[Opening Input section]

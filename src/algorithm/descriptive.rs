//! Descriptive statistics for numeric columns

use serde::Serialize;

use crate::error::{NoShowError, Result};
use crate::models::{Appointment, AppointmentStatus, HealthFlag};

/// Summary of one numeric column, in the layout of a `describe` table
#[derive(Debug, Clone, PartialEq, Serialize)]
pub struct ColumnSummary {
    /// Column name
    pub name: String,
    /// Number of values
    pub count: usize,
    /// Arithmetic mean
    pub mean: f64,
    /// Sample standard deviation (n - 1 denominator); NaN for a single value
    pub std: f64,
    pub min: f64,
    /// 25th percentile
    pub q25: f64,
    /// Median
    pub q50: f64,
    /// 75th percentile
    pub q75: f64,
    pub max: f64,
}

/// Calculate the mean of a slice of values
#[must_use]
pub fn mean(values: &[f64]) -> f64 {
    if values.is_empty() {
        return f64::NAN;
    }
    values.iter().sum::<f64>() / values.len() as f64
}

/// Sample variance with an n - 1 denominator
#[must_use]
pub fn sample_variance(values: &[f64], mean: f64) -> f64 {
    if values.len() < 2 {
        return f64::NAN;
    }
    let sum_sq: f64 = values.iter().map(|v| (v - mean).powi(2)).sum();
    sum_sq / (values.len() - 1) as f64
}

/// Quantile of sorted data by linear interpolation between closest ranks
#[must_use]
pub fn quantile_sorted(sorted: &[f64], q: f64) -> f64 {
    if sorted.is_empty() {
        return f64::NAN;
    }
    let position = q.clamp(0.0, 1.0) * (sorted.len() - 1) as f64;
    #[allow(clippy::cast_possible_truncation, clippy::cast_sign_loss)]
    let lower = position.floor() as usize;
    let upper = (lower + 1).min(sorted.len() - 1);
    let fraction = position - lower as f64;
    sorted[lower] + (sorted[upper] - sorted[lower]) * fraction
}

/// Summarize a column of values
pub fn describe(name: &str, values: &[f64]) -> Result<ColumnSummary> {
    if values.is_empty() {
        return Err(NoShowError::statistics(format!(
            "Cannot describe empty column {name}"
        )));
    }
    if values.iter().any(|v| !v.is_finite()) {
        return Err(NoShowError::statistics(format!(
            "Column {name} contains non-finite values"
        )));
    }

    let mut sorted = values.to_vec();
    sorted.sort_by(f64::total_cmp);

    let mean = mean(values);
    Ok(ColumnSummary {
        name: name.to_string(),
        count: values.len(),
        mean,
        std: sample_variance(values, mean).sqrt(),
        min: sorted[0],
        q25: quantile_sorted(&sorted, 0.25),
        q50: quantile_sorted(&sorted, 0.5),
        q75: quantile_sorted(&sorted, 0.75),
        max: sorted[sorted.len() - 1],
    })
}

/// Summaries of every numeric column of the cleaned table
pub fn describe_table(appointments: &[Appointment]) -> Result<Vec<ColumnSummary>> {
    let mut columns: Vec<(&str, Vec<f64>)> = vec![
        ("age", appointments.iter().map(|a| a.age as f64).collect()),
        (
            "waiting_days",
            appointments.iter().map(|a| a.waiting_days as f64).collect(),
        ),
    ];
    for flag in HealthFlag::ALL {
        columns.push((
            flag.column(),
            appointments
                .iter()
                .map(|a| f64::from(flag.level(a)))
                .collect(),
        ));
    }

    columns
        .iter()
        .map(|(name, values)| describe(name, values))
        .collect()
}

/// Values of one column split by appointment status
#[must_use]
pub fn split_by_status<F>(appointments: &[Appointment], value: F) -> (Vec<f64>, Vec<f64>)
where
    F: Fn(&Appointment) -> f64,
{
    let mut showed = Vec::new();
    let mut no_show = Vec::new();
    for appointment in appointments {
        match appointment.status {
            AppointmentStatus::Showed => showed.push(value(appointment)),
            AppointmentStatus::NoShow => no_show.push(value(appointment)),
        }
    }
    (showed, no_show)
}

/// Mean of a column per appointment status
#[derive(Debug, Clone, Copy, PartialEq, Serialize)]
pub struct StatusMeans {
    pub showed: f64,
    pub no_show: f64,
}

/// Mean of a column for patients who showed up and for no-shows
#[must_use]
pub fn mean_by_status<F>(appointments: &[Appointment], value: F) -> StatusMeans
where
    F: Fn(&Appointment) -> f64,
{
    let (showed, no_show) = split_by_status(appointments, value);
    StatusMeans {
        showed: mean(&showed),
        no_show: mean(&no_show),
    }
}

[Closing Input section]

### What this task involves
Determine how many lines in the entries above contain the word "AppointmentStatus", and respond with the number alone.

### The answer
3